The partnership returns filed by petitioner for the years 1988 and 1989 reflect that petitioner and her brothers were equal partners of the Sandlin Furniture Co. Partnership. The partnership returns listed petitioner as a 25-percent partner entitled to her proportionate share in the partnership's income, although petitioner did not receive any distribution for those years. Based upon these partnership returns, respondent, in her notice of deficiency, increased petitioner's taxable income for each year in accordance with her distributive share of the partnership's income. The Commissioner's determinations in a notice of deficiency are presumed correct, and the burden of proof is on the taxpayer to show that the determinations are incorrect. Rule 142(a); Welch v. Helvering [3 USTC ╤ 1164], 290 U.S. 111, 115 (1933).

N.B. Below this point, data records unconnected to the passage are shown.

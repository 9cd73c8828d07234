// src/scenario/report.rs

use std::fmt;
use std::path::PathBuf;

use crate::errors::{HarnessError, Result};
use crate::matchers::MatchFailure;

/// Final status of one step.
#[derive(Debug, Clone, PartialEq, Eq)]
pub enum StepStatus {
    Passed,
    /// Launched, and the matcher rejected the session.
    Failed(MatchFailure),
    /// Could not be rendered into a command; nothing was launched.
    Aborted(String),
    /// Never launched because an earlier step did not pass.
    Skipped,
}

impl StepStatus {
    pub fn is_passed(&self) -> bool {
        matches!(self, StepStatus::Passed)
    }

    fn label(&self) -> &'static str {
        match self {
            StepStatus::Passed => "passed",
            StepStatus::Failed(_) => "FAILED",
            StepStatus::Aborted(_) => "ABORTED",
            StepStatus::Skipped => "skipped",
        }
    }
}

#[derive(Debug, Clone, PartialEq, Eq)]
pub struct StepRecord {
    pub name: String,
    pub status: StepStatus,
}

/// What happened to the scratch directory.
#[derive(Debug, Clone, PartialEq, Eq)]
pub enum CleanupOutcome {
    Removed(PathBuf),
    Failed { path: PathBuf, reason: String },
}

#[derive(Debug, Clone, PartialEq, Eq)]
pub struct ScenarioReport {
    pub scenario: String,
    pub steps: Vec<StepRecord>,
    pub cleanup: CleanupOutcome,
}

impl ScenarioReport {
    /// True when every step passed and cleanup succeeded.
    pub fn passed(&self) -> bool {
        self.steps.iter().all(|s| s.status.is_passed())
            && matches!(self.cleanup, CleanupOutcome::Removed(_))
    }

    /// The first step that did not pass, if any.
    pub fn first_failure(&self) -> Option<&StepRecord> {
        self.steps.iter().find(|s| !s.status.is_passed())
    }

    /// Names of steps that were actually launched (or attempted).
    pub fn attempted(&self) -> impl Iterator<Item = &str> {
        self.steps
            .iter()
            .filter(|s| s.status != StepStatus::Skipped)
            .map(|s| s.name.as_str())
    }

    /// Convert into an error naming the failing step.
    ///
    /// A step failure takes precedence over a cleanup failure.
    pub fn into_result(self) -> Result<()> {
        if let Some(record) = self.steps.into_iter().find(|s| !s.status.is_passed()) {
            return Err(match record.status {
                StepStatus::Failed(failure) => HarnessError::StepFailed {
                    step: record.name,
                    failure: Box::new(failure),
                },
                StepStatus::Aborted(reason) => {
                    HarnessError::Template(format!("step '{}': {reason}", record.name))
                }
                StepStatus::Passed | StepStatus::Skipped => HarnessError::ConfigError(format!(
                    "step '{}' was skipped without an earlier failure",
                    record.name
                )),
            });
        }

        match self.cleanup {
            CleanupOutcome::Removed(_) => Ok(()),
            CleanupOutcome::Failed { path, reason } => Err(HarnessError::Cleanup {
                path: path.display().to_string(),
                reason,
            }),
        }
    }
}

impl fmt::Display for ScenarioReport {
    fn fmt(&self, f: &mut fmt::Formatter<'_>) -> fmt::Result {
        writeln!(f, "scenario: {}", self.scenario)?;
        for (idx, step) in self.steps.iter().enumerate() {
            writeln!(f, "  {:>2}. [{}] {}", idx + 1, step.status.label(), step.name)?;
        }
        match &self.cleanup {
            CleanupOutcome::Removed(path) => write!(f, "  cleanup: removed {}", path.display()),
            CleanupOutcome::Failed { path, reason } => {
                write!(f, "  cleanup: FAILED for {}: {reason}", path.display())
            }
        }
    }
}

A partner's distributive share of income, gain, loss, deduction, or credit is determined by the partnership agreement. Sec. 704(a); sec. 1.704-1(a), Income Tax Regs. According to section 704(b), when the partnership agreement does not so provide, a partner's distributive share is determined in accordance with the partner's interest in the partnership. Sec. 704(b)(1). Having found that petitioner's interest in the partnership is 25 percent, her distributive share is 25 percent of the partnership's income.

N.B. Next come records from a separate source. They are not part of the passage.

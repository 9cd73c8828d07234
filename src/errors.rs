// src/errors.rs

//! Crate-wide error aliases and helpers.

use thiserror::Error;

use crate::matchers::MatchFailure;

#[derive(Error, Debug)]
pub enum HarnessError {
    #[error("Configuration error: {0}")]
    ConfigError(String),

    #[error("IO error: {0}")]
    IoError(#[from] std::io::Error),

    #[error("TOML parsing error: {0}")]
    TomlError(#[from] toml::de::Error),

    #[error("Template error: {0}")]
    Template(String),

    #[error("step '{step}' failed: {failure}")]
    StepFailed {
        step: String,
        failure: Box<MatchFailure>,
    },

    #[error("failed to remove scratch directory {path}: {reason}")]
    Cleanup { path: String, reason: String },

    #[error(transparent)]
    Other(#[from] anyhow::Error),
}

pub use anyhow::Error;
pub type Result<T> = std::result::Result<T, HarnessError>;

Petitioner does not dispute that the amount of her distributive share is 25 percent of the income of the partnership. Petitioner asserts that her distributive share should be reduced to zero for Federal income tax purposes because she failed to receive a distribution from the partnership. 3
3 In the petition and during the presentation of petitioners' case, there were claims that petitioner was defrauded out of her distributive share of the partnership's income by certain of her brothers. Petitioners did not expressly argue that they were entitled to a sec. 165(e) theft loss deduction for either year. The Court notes, based upon the record, had such an argument been made, it would have been rejected.
A partner is taxable on her distributive share of partnership income regardless of whether she receives it or is even aware of its existence. United States v. Basye [73-1 USTC ╤ 9250], 410 U.S. 441 (1973); Johnston v. Commissioner [Dec. 41,356(M)], T.C. Memo. 1984-374; sec. 1.702-1(a), Income Tax Regs. In addition, we have held that the fact that a partner is somehow defrauded by another partner does not relieve the deceived partner from tax liability with respect to his or her distributive share of partnership income. See, e.g., Stoumen v. Commissioner [54-1 USTC ╤ 9112], 208 F.2d 903 (3d Cir. 1954), affg. a Memorandum Opinion of this Court; Stern v. Commissioner [Dec. 41,368(M)], T.C. Memo. 1984-383.
Petitioner alternatively argues that her distributive share should be adjusted pursuant to section 704(b)(2) which provides that an allocation provision in a partnership agreement will be disregarded if the allocation lacks substantial economic effect. In situations such as this, however, where a partner's distributive share is determined by reference to section 704(b)(1), the provisions of section 704(b)(2) have no application.
Consequently, for the years 1988 and 1989, petitioner must include in income, as her distributive share, 25 percent of the Sandlin Furniture Co. Partnership's income
To reflect the foregoing,
Decision will be entered for respondent.